Let's hear that one. (Bass playing.) And that's actually a little bit more punch than what we just did manually using the Graphic Equalizer. So, I think if sometimes if you want to give your bass a little punch, go ahead and use the bass boost. Either one these guys will work, but this one has this lovely bass boost built-in, in the terms of the Parametric Equalizer. Let's go to one more thing. We are actually going to remove a sound. I have shown you how to remove noises before, but I want to show you again using this effect and also showing you how to work with just part of the clip. In this particular case, we have got that hum we have heard before.
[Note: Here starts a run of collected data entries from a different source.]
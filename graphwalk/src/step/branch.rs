// Copyright (c) 2024-2025 DeepGraph Inc.
// SPDX-License-Identifier: Apache-2.0
//
//! Branching steps
//!
//! Every child traversal here is re-entered repeatedly, so children are
//! evaluated one source traverser at a time through `Traversal::flat`,
//! which resets the child in between. Whether `until`/`emit` run before
//! or after the body is fixed by modulator position at build time
//! (`until(..).repeat(..)` is a while-loop, `repeat(..).until(..)` a
//! do-while).

use std::collections::VecDeque;

use crate::step::{pull_start, step_common, Requirements, Step, StepMeta, StepOut};
use crate::structure::value::Value;
use crate::traversal::{Pick, Traversal, TraversalContext, TraversalError, P};
use crate::traverser::Traverser;

/// A loop-continuation test for `until()`/`emit()`.
#[derive(Debug, Clone)]
pub enum LoopTest {
    /// `times(n)` / loop-count bound.
    Loops(u32),
    /// A child traversal used as a predicate.
    Traversal(Traversal),
    /// `emit()` with no argument.
    Always,
}

impl LoopTest {
    fn passes(
        &mut self,
        ctx: &TraversalContext,
        traverser: &Traverser,
    ) -> Result<bool, TraversalError> {
        match self {
            LoopTest::Loops(bound) => Ok(traverser.loops() >= *bound),
            LoopTest::Traversal(child) => child.test(ctx, traverser),
            LoopTest::Always => Ok(true),
        }
    }

    fn requirements(&self) -> Requirements {
        match self {
            LoopTest::Traversal(child) => child.requirements(),
            _ => Requirements::default(),
        }
    }
}

#[derive(Debug, Clone)]
pub struct RepeatStep {
    meta: StepMeta,
    starts: VecDeque<Traverser>,
    body: Traversal,
    until: Option<LoopTest>,
    emit: Option<LoopTest>,
    /// True when the modulator appeared before `repeat()` (while-loop
    /// shape); false for do-while.
    until_first: bool,
    emit_first: bool,
    loop_name: Option<String>,
    active: VecDeque<Traverser>,
    out: VecDeque<Traverser>,
}

impl RepeatStep {
    pub fn new(body: Traversal) -> Self {
        Self {
            meta: StepMeta::default(),
            starts: VecDeque::new(),
            body,
            until: None,
            emit: None,
            until_first: false,
            emit_first: false,
            loop_name: None,
            active: VecDeque::new(),
            out: VecDeque::new(),
        }
    }

    pub fn set_until(&mut self, test: LoopTest, before_body: bool) {
        self.until = Some(test);
        self.until_first = before_body;
    }

    pub fn set_emit(&mut self, test: LoopTest, before_body: bool) {
        self.emit = Some(test);
        self.emit_first = before_body;
    }

    pub fn set_loop_name(&mut self, name: &str) {
        self.loop_name = Some(name.to_string());
    }

    fn exit(&mut self, mut traverser: Traverser) {
        traverser.reset_loops();
        self.out.push_back(traverser);
    }

    fn emit_copy(&mut self, traverser: &Traverser) {
        let mut copy = traverser.fork();
        copy.reset_loops();
        self.out.push_back(copy);
    }

    /// Run one traverser through one body iteration, routing the results
    /// to the exit queue or back into the active queue.
    fn iterate(
        &mut self,
        ctx: &TraversalContext,
        traverser: Traverser,
    ) -> Result<(), TraversalError> {
        if self.until_first {
            let mut until = self.until.take();
            let exits = match &mut until {
                Some(test) => test.passes(ctx, &traverser)?,
                None => false,
            };
            self.until = until;
            if exits {
                log::debug!("repeat exiting before body at loop {}", traverser.loops());
                self.exit(traverser);
                return Ok(());
            }
        }
        if self.emit_first {
            let mut emit = self.emit.take();
            if let Some(test) = &mut emit {
                if test.passes(ctx, &traverser)? {
                    self.emit_copy(&traverser);
                }
            }
            self.emit = emit;
        }
        let results = self.body.flat(ctx, &traverser)?;
        for mut result in results {
            result.increment_loops();
            if !self.until_first {
                let mut until = self.until.take();
                let exits = match &mut until {
                    Some(test) => test.passes(ctx, &result)?,
                    None => false,
                };
                self.until = until;
                if exits {
                    self.exit(result);
                    continue;
                }
            }
            if !self.emit_first {
                let mut emit = self.emit.take();
                if let Some(test) = &mut emit {
                    if test.passes(ctx, &result)? {
                        self.emit_copy(&result);
                    }
                }
                self.emit = emit;
            }
            self.active.push_back(result);
        }
        Ok(())
    }
}

impl Step for RepeatStep {
    step_common!("repeat");

    fn add_start(&mut self, traverser: Traverser) {
        self.starts.push_back(traverser);
    }

    fn pull(
        &mut self,
        ctx: &TraversalContext,
        upstream_done: bool,
    ) -> Result<StepOut, TraversalError> {
        loop {
            if let Some(ready) = self.out.pop_front() {
                return Ok(StepOut::Emit(ready));
            }
            if let Some(traverser) = self.active.pop_front() {
                self.iterate(ctx, traverser)?;
                continue;
            }
            let mut traverser = pull_start!(self, upstream_done);
            let id = self.meta.id.clone();
            traverser.initialise_loops(&id, self.loop_name.as_deref());
            self.iterate(ctx, traverser)?;
        }
    }

    fn reset(&mut self) {
        self.starts.clear();
        self.active.clear();
        self.out.clear();
        self.body.reset();
    }

    fn requirements(&self) -> Requirements {
        let mut reqs = self.body.requirements();
        if let Some(test) = &self.until {
            reqs = reqs.union(test.requirements());
        }
        if let Some(test) = &self.emit {
            reqs = reqs.union(test.requirements());
        }
        reqs
    }
}

/// `local(traversal)`: the child runs in isolation per traverser.
#[derive(Debug, Clone)]
pub struct LocalStep {
    meta: StepMeta,
    starts: VecDeque<Traverser>,
    child: Traversal,
    buffer: VecDeque<Traverser>,
}

impl LocalStep {
    pub fn new(child: Traversal) -> Self {
        Self {
            meta: StepMeta::default(),
            starts: VecDeque::new(),
            child,
            buffer: VecDeque::new(),
        }
    }
}

impl Step for LocalStep {
    step_common!("local");

    fn add_start(&mut self, traverser: Traverser) {
        self.starts.push_back(traverser);
    }

    fn pull(
        &mut self,
        ctx: &TraversalContext,
        upstream_done: bool,
    ) -> Result<StepOut, TraversalError> {
        loop {
            if let Some(ready) = self.buffer.pop_front() {
                return Ok(StepOut::Emit(ready));
            }
            let traverser = pull_start!(self, upstream_done);
            self.buffer = self.child.flat(ctx, &traverser)?.into();
        }
    }

    fn reset(&mut self) {
        self.starts.clear();
        self.buffer.clear();
        self.child.reset();
    }

    fn requirements(&self) -> Requirements {
        self.child.requirements()
    }
}

/// How `branch()`/`choose()` compute the routing token.
#[derive(Debug, Clone)]
pub enum BranchChoice {
    /// Token from the first result of a child traversal; no result routes
    /// to the `Pick::None` options.
    Traversal(Traversal),
    /// `choose(predicate, …)`: true/false tokens.
    Predicate(P),
}

#[derive(Debug, Clone)]
pub struct BranchStep {
    meta: StepMeta,
    starts: VecDeque<Traverser>,
    choice: BranchChoice,
    options: Vec<(Pick, Traversal)>,
    buffer: VecDeque<Traverser>,
}

impl BranchStep {
    pub fn new(choice: BranchChoice) -> Self {
        Self {
            meta: StepMeta::default(),
            starts: VecDeque::new(),
            choice,
            options: Vec::new(),
            buffer: VecDeque::new(),
        }
    }

    pub fn add_option(&mut self, pick: Pick, child: Traversal) {
        self.options.push((pick, child));
    }

    fn route(
        &mut self,
        ctx: &TraversalContext,
        traverser: &Traverser,
    ) -> Result<(), TraversalError> {
        let token = match &mut self.choice {
            BranchChoice::Traversal(child) => child.produce(ctx, traverser)?,
            BranchChoice::Predicate(p) => {
                Some(Value::Bool(p.test(traverser.value())))
            }
        };
        let mut matched = false;
        let mut routed: Vec<usize> = Vec::new();
        for (index, (pick, _)) in self.options.iter().enumerate() {
            match (pick, &token) {
                (Pick::Any, _) => routed.push(index),
                (Pick::Token(expected), Some(actual)) if expected == actual => {
                    matched = true;
                    routed.push(index);
                }
                _ => {}
            }
        }
        if !matched {
            for (index, (pick, _)) in self.options.iter().enumerate() {
                if *pick == Pick::None {
                    routed.push(index);
                }
            }
        }
        for index in routed {
            let results = self.options[index].1.flat(ctx, traverser)?;
            self.buffer.extend(results);
        }
        Ok(())
    }
}

impl Step for BranchStep {
    step_common!("branch");

    fn add_start(&mut self, traverser: Traverser) {
        self.starts.push_back(traverser);
    }

    fn pull(
        &mut self,
        ctx: &TraversalContext,
        upstream_done: bool,
    ) -> Result<StepOut, TraversalError> {
        loop {
            if let Some(ready) = self.buffer.pop_front() {
                return Ok(StepOut::Emit(ready));
            }
            let traverser = pull_start!(self, upstream_done);
            self.route(ctx, &traverser)?;
        }
    }

    fn reset(&mut self) {
        self.starts.clear();
        self.buffer.clear();
        for (_, child) in &mut self.options {
            child.reset();
        }
    }

    fn requirements(&self) -> Requirements {
        let mut reqs = match &self.choice {
            BranchChoice::Traversal(child) => child.requirements(),
            BranchChoice::Predicate(_) => Requirements::default(),
        };
        for (_, child) in &self.options {
            reqs = reqs.union(child.requirements());
        }
        reqs
    }
}

/// `union(…)`: every child's results, in declaration order per input.
#[derive(Debug, Clone)]
pub struct UnionStep {
    meta: StepMeta,
    starts: VecDeque<Traverser>,
    children: Vec<Traversal>,
    buffer: VecDeque<Traverser>,
}

impl UnionStep {
    pub fn new(children: Vec<Traversal>) -> Self {
        Self {
            meta: StepMeta::default(),
            starts: VecDeque::new(),
            children,
            buffer: VecDeque::new(),
        }
    }
}

impl Step for UnionStep {
    step_common!("union");

    fn add_start(&mut self, traverser: Traverser) {
        self.starts.push_back(traverser);
    }

    fn pull(
        &mut self,
        ctx: &TraversalContext,
        upstream_done: bool,
    ) -> Result<StepOut, TraversalError> {
        loop {
            if let Some(ready) = self.buffer.pop_front() {
                return Ok(StepOut::Emit(ready));
            }
            let traverser = pull_start!(self, upstream_done);
            for child in &mut self.children {
                self.buffer.extend(child.flat(ctx, &traverser)?);
            }
        }
    }

    fn reset(&mut self) {
        self.starts.clear();
        self.buffer.clear();
        for child in &mut self.children {
            child.reset();
        }
    }

    fn requirements(&self) -> Requirements {
        self.children
            .iter()
            .fold(Requirements::default(), |acc, c| acc.union(c.requirements()))
    }
}

/// `coalesce(…)`: the first child that produces anything wins.
#[derive(Debug, Clone)]
pub struct CoalesceStep {
    meta: StepMeta,
    starts: VecDeque<Traverser>,
    children: Vec<Traversal>,
    buffer: VecDeque<Traverser>,
}

impl CoalesceStep {
    pub fn new(children: Vec<Traversal>) -> Self {
        Self {
            meta: StepMeta::default(),
            starts: VecDeque::new(),
            children,
            buffer: VecDeque::new(),
        }
    }
}

impl Step for CoalesceStep {
    step_common!("coalesce");

    fn add_start(&mut self, traverser: Traverser) {
        self.starts.push_back(traverser);
    }

    fn pull(
        &mut self,
        ctx: &TraversalContext,
        upstream_done: bool,
    ) -> Result<StepOut, TraversalError> {
        loop {
            if let Some(ready) = self.buffer.pop_front() {
                return Ok(StepOut::Emit(ready));
            }
            let traverser = pull_start!(self, upstream_done);
            for child in &mut self.children {
                let results = child.flat(ctx, &traverser)?;
                if !results.is_empty() {
                    self.buffer.extend(results);
                    break;
                }
            }
        }
    }

    fn reset(&mut self) {
        self.starts.clear();
        self.buffer.clear();
        for child in &mut self.children {
            child.reset();
        }
    }

    fn requirements(&self) -> Requirements {
        self.children
            .iter()
            .fold(Requirements::default(), |acc, c| acc.union(c.requirements()))
    }
}

/// `optional(traversal)`: the child's results, or the input unchanged when
/// the child is unproductive.
#[derive(Debug, Clone)]
pub struct OptionalStep {
    meta: StepMeta,
    starts: VecDeque<Traverser>,
    child: Traversal,
    buffer: VecDeque<Traverser>,
}

impl OptionalStep {
    pub fn new(child: Traversal) -> Self {
        Self {
            meta: StepMeta::default(),
            starts: VecDeque::new(),
            child,
            buffer: VecDeque::new(),
        }
    }
}

impl Step for OptionalStep {
    step_common!("optional");

    fn add_start(&mut self, traverser: Traverser) {
        self.starts.push_back(traverser);
    }

    fn pull(
        &mut self,
        ctx: &TraversalContext,
        upstream_done: bool,
    ) -> Result<StepOut, TraversalError> {
        loop {
            if let Some(ready) = self.buffer.pop_front() {
                return Ok(StepOut::Emit(ready));
            }
            let traverser = pull_start!(self, upstream_done);
            let results = self.child.flat(ctx, &traverser)?;
            if results.is_empty() {
                return Ok(StepOut::Emit(traverser));
            }
            self.buffer = results.into();
        }
    }

    fn reset(&mut self) {
        self.starts.clear();
        self.buffer.clear();
        self.child.reset();
    }

    fn requirements(&self) -> Requirements {
        self.child.requirements()
    }
}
(Music playing.) So, I want to remove the hum, but the hum only exists in this part of the clip. So, I'll just select this part, right there, and I want to remove the hum, and I want to use the preset, and the Parametric(Advanced) has a preset that works specifically with 60 Hertz, which is what this frequency is for this hum. So, I am just going to go over here and look for that preset, and I am going to be awfully surprised that I don't see the preset for removing a 60 Hertz hum here inside the EQ Parametric, kind of quizzical as to why that is.
But if I do go to the Stereo Rack Preset and click on that, lo and behold, there is that Remove 60 Cycle Hum. And it's a little odd that this would be in a Stereo Rack Preset since it applies to only a single affect, the EQ Parametric effect, but that's where it is if you are looking for that preset. It's not in the EQ effect. It's inside the Stereo Rack. And so, if I didn't have this effect loaded up, clicking this would load it up, but since it's already loaded up, it's just going to load up the preset. Boom! there it is. It says it's now been added, and I go to settings, and there is the 60 Hertz Hum Removal preset already rolling.
Let's just listen to it and see how that works. (Music playing.) And little behold, it's removed that hum. That's a great way to take something out. We have been talking about boosting certain levels, like boosting the bass, or boosting the treble, or giving a male voice a little more presence, or a female voice a little more presence by raising the frequency ranges that work for those voices. But here, we are taking out something by dropping that single frequency, picking only one band here, which is one of the great things about the Parametric EQ. You can select only one band and just drop the heck out of that one band right down there and not touch any other bands.
So there you go, various ways to boost or reduce specific frequencies using either the Parametric EQ or the Graphic EQ.